• Directions for this task
Every record, from first to last, should be retyped word for word.

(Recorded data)
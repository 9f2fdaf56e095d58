//! Two-blade power and thrust coefficient charts.

use super::{BLADE_ANGLES, BladeFamily, Station};

pub(crate) static TWO_BLADES: BladeFamily = BladeFamily {
    blades: 2,
    stations: [
        // J = 0
        Station::new(
            BLADE_ANGLES[0],
            &[
                0.0032923, 0.0086394, 0.017533, 0.029852, 0.04544, 0.064111, 0.085668, 0.10991,
                0.13662, 0.16564, 0.19679, 0.22995, 0.26503, 0.30198, 0.34079, 0.38146, 0.42404,
                0.46859, 0.51518, 0.5639, 0.61482, 0.66803, 0.72362, 0.78164, 0.84217, 0.90527,
                0.971, 1.0394, 1.1105, 1.1844, 1.261,
            ],
            &[
                0.014999, 0.035334, 0.058096, 0.082019, 0.10637, 0.13063, 0.15435, 0.17719, 0.19883,
                0.21903, 0.23761, 0.25445, 0.26947, 0.28266, 0.29404, 0.30366, 0.31163, 0.31804,
                0.32303, 0.32671, 0.32922, 0.33068, 0.3312, 0.33089, 0.32985, 0.32817, 0.32592,
                0.32319, 0.32002, 0.31648, 0.31262,
            ],
        ),
        // J = 0.5
        Station::new(
            BLADE_ANGLES[1],
            &[
                -0.013059, 0.0045311, 0.021903, 0.04294, 0.067376, 0.094919, 0.12526, 0.15807,
                0.19306, 0.22995, 0.26848, 0.30848, 0.3498, 0.39238, 0.43619, 0.48126, 0.52766,
                0.57548, 0.62483, 0.67586, 0.72868, 0.78344, 0.84026, 0.89925, 0.96052, 1.0242,
                1.0903, 1.159, 1.2302,
            ],
            &[
                -0.029162, 0.0055498, 0.033644, 0.062093, 0.090478, 0.1184, 0.14547, 0.17134,
                0.1957, 0.21829, 0.2389, 0.25738, 0.27364, 0.28767, 0.29948, 0.30913, 0.31673,
                0.32241, 0.32629, 0.32854, 0.32928, 0.32868, 0.32687, 0.32397, 0.3201, 0.31538,
                0.3099, 0.30374, 0.29698,
            ],
        ),
        // J = 1
        Station::new(
            BLADE_ANGLES[2],
            &[
                -0.053852, -0.016916, 0.020563, 0.059128, 0.10094, 0.14553, 0.19239, 0.24106,
                0.29107, 0.34205, 0.39366, 0.4457, 0.49801, 0.55055, 0.60334, 0.65649, 0.71013,
                0.76445, 0.81964, 0.87591, 0.93348, 0.99254, 1.0533, 1.1159, 1.1805, 1.2473,
            ],
            &[
                -0.059037, -0.018987, 0.018189, 0.05264, 0.086472, 0.11925, 0.15055, 0.17999,
                0.20723, 0.232, 0.25408, 0.27336, 0.28977, 0.30331, 0.31405, 0.32209, 0.32757,
                0.33065, 0.33152, 0.33034, 0.3273, 0.32257, 0.31631, 0.30866, 0.29977, 0.28975,
            ],
        ),
        // J = 1.5
        Station::new(
            BLADE_ANGLES[3],
            &[
                -0.098907, -0.038436, 0.023855, 0.086397, 0.15211, 0.2202, 0.28985, 0.36033,
                0.43098, 0.50126, 0.57079, 0.63929, 0.70666, 0.77292, 0.83818, 0.90266, 0.96661,
                1.0303, 1.0942, 1.1584, 1.2234, 1.2894, 1.3567,
            ],
            &[
                -0.071481, -0.027791, 0.01422, 0.053264, 0.091226, 0.12758, 0.16183, 0.19353,
                0.22231, 0.24788, 0.27005, 0.2887, 0.30381, 0.31542, 0.32364, 0.32862, 0.33054,
                0.3296, 0.32601, 0.31998, 0.31172, 0.30142, 0.28925,
            ],
        ),
        // J = 2
        Station::new(
            BLADE_ANGLES[4],
            &[
                -0.20201, -0.1144, -0.021538, 0.071343, 0.16659, 0.26443, 0.3636, 0.46294, 0.56141,
                0.65817, 0.7526, 0.8443, 0.93307, 1.0189, 1.102, 1.1827, 1.2614, 1.3384, 1.4143,
                1.4896, 1.5646,
            ],
            &[
                -0.10174, -0.056471, -0.011476, 0.030751, 0.07114, 0.10978, 0.1461, 0.1796, 0.20983,
                0.23645, 0.25923, 0.27802, 0.29279, 0.30356, 0.31044, 0.3136, 0.31323, 0.30954,
                0.30276, 0.29313, 0.28086,
            ],
        ),
        // J = 3
        Station::new(
            BLADE_ANGLES[5],
            &[
                -0.35439, -0.18742, -0.013241, 0.16104, 0.33847, 0.51713, 0.69461, 0.86875, 1.0378,
                1.2004, 1.3556, 1.503, 1.6425, 1.7743, 1.8991, 2.0175, 2.1303,
            ],
            &[
                -0.11009, -0.057233, -0.005466, 0.043115, 0.089283, 0.13248, 0.17202, 0.20731,
                0.23787, 0.26335, 0.28353, 0.29832, 0.30772, 0.31185, 0.3109, 0.30508, 0.29467,
            ],
        ),
        // J = 5
        Station::new(
            BLADE_ANGLES[6],
            &[
                -0.57976, -0.16296, 0.25968, 0.68466, 1.1081, 1.524, 1.9269, 2.3124, 2.6772, 3.0193,
                3.3376, 3.6323,
            ],
            &[
                -0.10176, -0.029587, 0.038138, 0.10075, 0.15761, 0.20773, 0.25024, 0.28447, 0.30991,
                0.32628, 0.33347, 0.33153,
            ],
        ),
    ],
};
//! Scalars the model pipeline computes with.
//!
//! Numerical code written against [`Scalar`] runs on plain `f64` values and
//! on [`num_dual`] dual numbers alike, so one implementation yields both the
//! forward values and their derivatives. Seeding an input of a [`Dual64`]
//! evaluation with a unit tangent gives the partials with respect to it:
//!
//! ```
//! use twine_propeller::support::dual::{Dual64, Scalar};
//!
//! fn area<S: Scalar>(diameter: S) -> S {
//!     diameter * diameter * (std::f64::consts::PI / 4.0)
//! }
//!
//! let a = area(Dual64::new(2.0, 1.0));
//! assert!((a.re - std::f64::consts::PI).abs() < 1e-12);
//! assert!((a.eps - std::f64::consts::PI).abs() < 1e-12);
//! ```
//!
//! Branches in generic code should be decided on the real part, which is the
//! same for both representations.

use num_dual::DualNum;

pub use num_dual::Dual64;

/// A real number the model pipeline can compute with.
///
/// Implemented for every thread-safe `Copy` type that implements [`DualNum<f64>`],
/// including `f64` itself.
pub trait Scalar: DualNum<f64> + Copy + Send + Sync + 'static {
    /// Lifts a plain value into a constant with no derivative.
    #[must_use]
    fn constant(value: f64) -> Self {
        <Self as From<f64>>::from(value)
    }

    /// Returns `self` unless its real part is below `floor`, in which case
    /// the constant `floor` is returned.
    #[must_use]
    fn at_least(self, floor: f64) -> Self {
        if self.re() < floor {
            Self::constant(floor)
        } else {
            self
        }
    }

    /// Returns `self` unless its real part is above `ceiling`, in which case
    /// the constant `ceiling` is returned.
    #[must_use]
    fn at_most(self, ceiling: f64) -> Self {
        if self.re() > ceiling {
            Self::constant(ceiling)
        } else {
            self
        }
    }
}

impl<T: DualNum<f64> + Copy + Send + Sync + 'static> Scalar for T {}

• Answer for this exercise
repository 9f2fdaf56e095d58
//! Two-blade power and thrust coefficient charts.

use super::{BLADE_ANGLES, BladeFamily, Station};

pub(crate) static TWO_BLADES: BladeFamily = BladeFamily {
    blades: 2,
    stations: [
        // J = 0
        Station::new(
            BLADE_ANGLES[0],
            &[
                0.0032923, 0.0086394, 0.017533, 0.029852, 0.04544, 0.064111, 0.085668, 0.10991,
                0.13662, 0.16564, 0.19679, 0.22995, 0.26503, 0.30198, 0.34079, 0.38146, 0.42404,
                0.46859, 0.51518, 0.5639, 0.61482, 0.66803, 0.72362, 0.78164, 0.84217, 0.90527,
                0.971, 1.0394, 1.1105, 1.1844, 1.261,
            ],
            &[
                0.014999, 0.035334, 0.058096, 0.082019, 0.10637, 0.13063, 0.15435, 0.17719, 0.19883,
                0.21903, 0.23761, 0.25445, 0.26947, 0.28266, 0.29404, 0.30366, 0.31163, 0.31804,
                0.32303, 0.32671, 0.32922, 0.33068, 0.3312, 0.33089, 0.32985, 0.32817, 0.32592,
                0.32319, 0.32002, 0.31648, 0.31262,
            ],
        ),
        // J = 0.5
        Station::new(
            BLADE_ANGLES[1],
            &[
                -0.013059, 0.0045311, 0.021903, 0.04294, 0.067376, 0.094919, 0.12526, 0.15807,
                0.19306, 0.22995, 0.26848, 0.30848, 0.3498, 0.39238, 0.43619, 0.48126, 0.52766,
                0.57548, 0.62483, 0.67586, 0.72868, 0.78344, 0.84026, 0.89925, 0.96052, 1.0242,
                1.0903, 1.159, 1.2302,
            ],
            &[
                -0.029162, 0.0055498, 0.033644, 0.062093, 0.090478, 0.1184, 0.14547, 0.17134,
                0.1957, 0.21829, 0.2389, 0.25738, 0.27364, 0.28767, 0.29948, 0.30913, 0.31673,
                0.32241, 0.32629, 0.32854, 0.32928, 0.32868, 0.32687, 0.32397, 0.3201, 0.31538,
                0.3099, 0.30374, 0.29698,
            ],
        ),
        // J = 1
        Station::new(
            BLADE_ANGLES[2],
            &[
                -0.053852, -0.016916, 0.020563, 0.059128, 0.10094, 0.14553, 0.19239, 0.24106,
                0.29107, 0.34205, 0.39366, 0.4457, 0.49801, 0.55055, 0.60334, 0.65649, 0.71013,
                0.76445, 0.81964, 0.87591, 0.93348, 0.99254, 1.0533, 1.1159, 1.1805, 1.2473,
            ],
            &[
                -0.059037, -0.018987, 0.018189, 0.05264, 0.086472, 0.11925, 0.15055, 0.17999,
                0.20723, 0.232, 0.25408, 0.27336, 0.28977, 0.30331, 0.31405, 0.32209, 0.32757,
                0.33065, 0.33152, 0.33034, 0.3273, 0.32257, 0.31631, 0.30866, 0.29977, 0.28975,
            ],
        ),
        // J = 1.5
        Station::new(
            BLADE_ANGLES[3],
            &[
                -0.098907, -0.038436, 0.023855, 0.086397, 0.15211, 0.2202, 0.28985, 0.36033,
                0.43098, 0.50126, 0.57079, 0.63929, 0.70666, 0.77292, 0.83818, 0.90266, 0.96661,
                1.0303, 1.0942, 1.1584, 1.2234, 1.2894, 1.3567,
            ],
            &[
                -0.071481, -0.027791, 0.01422, 0.053264, 0.091226, 0.12758, 0.16183, 0.19353,
                0.22231, 0.24788, 0.27005, 0.2887, 0.30381, 0.31542, 0.32364, 0.32862, 0.33054,
                0.3296, 0.32601, 0.31998, 0.31172, 0.30142, 0.28925,
            ],
        ),
        // J = 2
        Station::new(
            BLADE_ANGLES[4],
            &[
                -0.20201, -0.1144, -0.021538, 0.071343, 0.16659, 0.26443, 0.3636, 0.46294, 0.56141,
                0.65817, 0.7526, 0.8443, 0.93307, 1.0189, 1.102, 1.1827, 1.2614, 1.3384, 1.4143,
                1.4896, 1.5646,
            ],
            &[
                -0.10174, -0.056471, -0.011476, 0.030751, 0.07114, 0.10978, 0.1461, 0.1796, 0.20983,
                0.23645, 0.25923, 0.27802, 0.29279, 0.30356, 0.31044, 0.3136, 0.31323, 0.30954,
                0.30276, 0.29313, 0.28086,
            ],
        ),
        // J = 3
        Station::new(
            BLADE_ANGLES[5],
            &[
                -0.35439, -0.18742, -0.013241, 0.16104, 0.33847, 0.51713, 0.69461, 0.86875, 1.0378,
                1.2004, 1.3556, 1.503, 1.6425, 1.7743, 1.8991, 2.0175, 2.1303,
            ],
            &[
                -0.11009, -0.057233, -0.005466, 0.043115, 0.089283, 0.13248, 0.17202, 0.20731,
                0.23787, 0.26335, 0.28353, 0.29832, 0.30772, 0.31185, 0.3109, 0.30508, 0.29467,
            ],
        ),
        // J = 5
        Station::new(
            BLADE_ANGLES[6],
            &[
                -0.57976, -0.16296, 0.25968, 0.68466, 1.1081, 1.524, 1.9269, 2.3124, 2.6772, 3.0193,
                3.3376, 3.6323,
            ],
            &[
                -0.10176, -0.029587, 0.038138, 0.10075, 0.15761, 0.20773, 0.25024, 0.28447, 0.30991,
                0.32628, 0.33347, 0.33153,
            ],
        ),
    ],
};
//! Scalars the model pipeline computes with.
//!
//! Numerical code written against [`Scalar`] runs on plain `f64` values and
//! on [`num_dual`] dual numbers alike, so one implementation yields both the
//! forward values and their derivatives. Seeding an input of a [`Dual64`]
//! evaluation with a unit tangent gives the partials with respect to it:
//!
//! ```
//! use twine_propeller::support::dual::{Dual64, Scalar};
//!
//! fn area<S: Scalar>(diameter: S) -> S {
//!     diameter * diameter * (std::f64::consts::PI / 4.0)
//! }
//!
//! let a = area(Dual64::new(2.0, 1.0));
//! assert!((a.re - std::f64::consts::PI).abs() < 1e-12);
//! assert!((a.eps - std::f64::consts::PI).abs() < 1e-12);
//! ```
//!
//! Branches in generic code should be decided on the real part, which is the
//! same for both representations.

use num_dual::DualNum;

pub use num_dual::Dual64;

/// A real number the model pipeline can compute with.
///
/// Implemented for every thread-safe `Copy` type that implements [`DualNum<f64>`],
/// including `f64` itself.
pub trait Scalar: DualNum<f64> + Copy + Send + Sync + 'static {
    /// Lifts a plain value into a constant with no derivative.
    #[must_use]
    fn constant(value: f64) -> Self {
        <Self as From<f64>>::from(value)
    }

    /// Returns `self` unless its real part is below `floor`, in which case
    /// the constant `floor` is returned.
    #[must_use]
    fn at_least(self, floor: f64) -> Self {
        if self.re() < floor {
            Self::constant(floor)
        } else {
            self
        }
    }

    /// Returns `self` unless its real part is above `ceiling`, in which case
    /// the constant `ceiling` is returned.
    #[must_use]
    fn at_most(self, ceiling: f64) -> Self {
        if self.re() > ceiling {
            Self::constant(ceiling)
        } else {
            self
        }
    }
}

impl<T: DualNum<f64> + Copy + Send + Sync + 'static> Scalar for T {}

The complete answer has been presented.